Um intérprete de Libras da rede municipal de ensino de Goiânia foi demitido após um Processo Administrativo Disciplinar (PAD) apurar denúncias de comportamentos de natureza sexual e outras condutas inadequadas contra alunas. A Prefeitura negou o recurso apresentado pelo servidor e manteve a penalidade.

De acordo com o processo, as acusações partiram de estudantes de diferentes unidades escolares. A apuração considerou os depoimentos das alunas, registros produzidos pelas escolas à época dos fatos e um laudo psicológico referente a uma criança de 7 anos.

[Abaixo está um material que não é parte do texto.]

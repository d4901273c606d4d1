//! Route handlers.
//!
//! Cached views never touch the daemon. Lookups of individual blocks, transactions and
//! accounts are forwarded to it.

pub mod cache;
pub mod lookup;
pub mod system;
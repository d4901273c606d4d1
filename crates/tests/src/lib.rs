//! Integration tests for the explorer caches.
//!
//! The caches run against real HTTP clients pointed at mockito servers:
//!
//! - `block_history_tests`: history window, delegate statistics and persistence
//! - `chain_stats_tests`: rich list and market snapshot publication
//! - `runtime_tests`: runtime startup, background refresh and shutdown
//! - `config_tests`: layered configuration loading
//! - `mock_infrastructure`: reusable daemon and market mocks
//!
//! ## Running Tests
//!
//! ```bash
//! cargo test --package tests
//! ```

pub mod mock_infrastructure;


#[cfg(test)]
mod chain_stats_tests;

#[cfg(test)]
mod config_tests;

#[cfg(test)]
mod runtime_tests;
//! Clock-skew estimation between daemon block timestamps and the local wall clock.

use serde::Serialize;

/// Bound on the smoothed skew estimate, in milliseconds.
pub const MAX_SKEW_MS: f64 = 30_000.0;

/// Cap on the sample weight given to the running average.
pub const MAX_SKEW_SAMPLES: u32 = 100;

/// Running weighted average of observed skew samples.
///
/// While the estimate is zero a differing sample is taken as-is. Later samples that differ from
/// the current estimate are blended as `(avg * n + raw) / (n + 1)` with `n` capped at
/// [`MAX_SKEW_SAMPLES`], and the result is clamped to `±MAX_SKEW_MS`.
#[derive(Debug, Clone, Copy, Default, PartialEq, Serialize)]
pub struct TimestampAdjustment {
    value: f64,
    count: u32,
}

impl TimestampAdjustment {
    #[must_use]
    pub const fn new() -> Self {
        Self { value: 0.0, count: 0 }
    }

    /// Current smoothed estimate in milliseconds.
    #[must_use]
    pub const fn value(&self) -> f64 {
        self.value
    }

    #[must_use]
    pub const fn count(&self) -> u32 {
        self.count
    }

    /// Folds one raw sample (`block_timestamp - now`, ms) into the estimate and returns it.
    ///
    /// A sample equal to the current estimate leaves both value and count unchanged.
    #[allow(clippy::float_cmp)]
    pub fn observe(&mut self, raw_ms: f64) -> f64 {
        if raw_ms == self.value {
            return self.value;
        }
        if self.value == 0.0 {
            self.value = raw_ms;
        } else {
            let n = f64::from(self.count.min(MAX_SKEW_SAMPLES));
            self.value = (self.value * n + raw_ms) / (n + 1.0);
        }
        self.count = (self.count + 1).min(MAX_SKEW_SAMPLES);
        self.value = self.value.clamp(-MAX_SKEW_MS, MAX_SKEW_MS);
        self.value
    }
}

Também foi levado em conta o depoimento do próprio servidor. Conforme o documento, ele admitiu ter feito “brincadeiras” e comentários considerados inadequados, mesmo depois de receber orientações e advertências da gestão escolar.

Em sua defesa, o intérprete pediu a anulação do processo e alegou, entre outros pontos, que não havia imagens capazes de comprovar as denúncias. O argumento, entretanto, foi rejeitado pela administração municipal.

Na decisão, a Prefeitura sustentou que condutas de natureza sexual geralmente ocorrem sem a presença de testemunhas ou registros audiovisuais. Por isso, os relatos das estudantes foram analisados em conjunto com os demais elementos reunidos durante o PAD.

O Paço também concluiu que não houve irregularidades capazes de anular o procedimento disciplinar. Com a rejeição do recurso, foi mantida a demissão do servidor.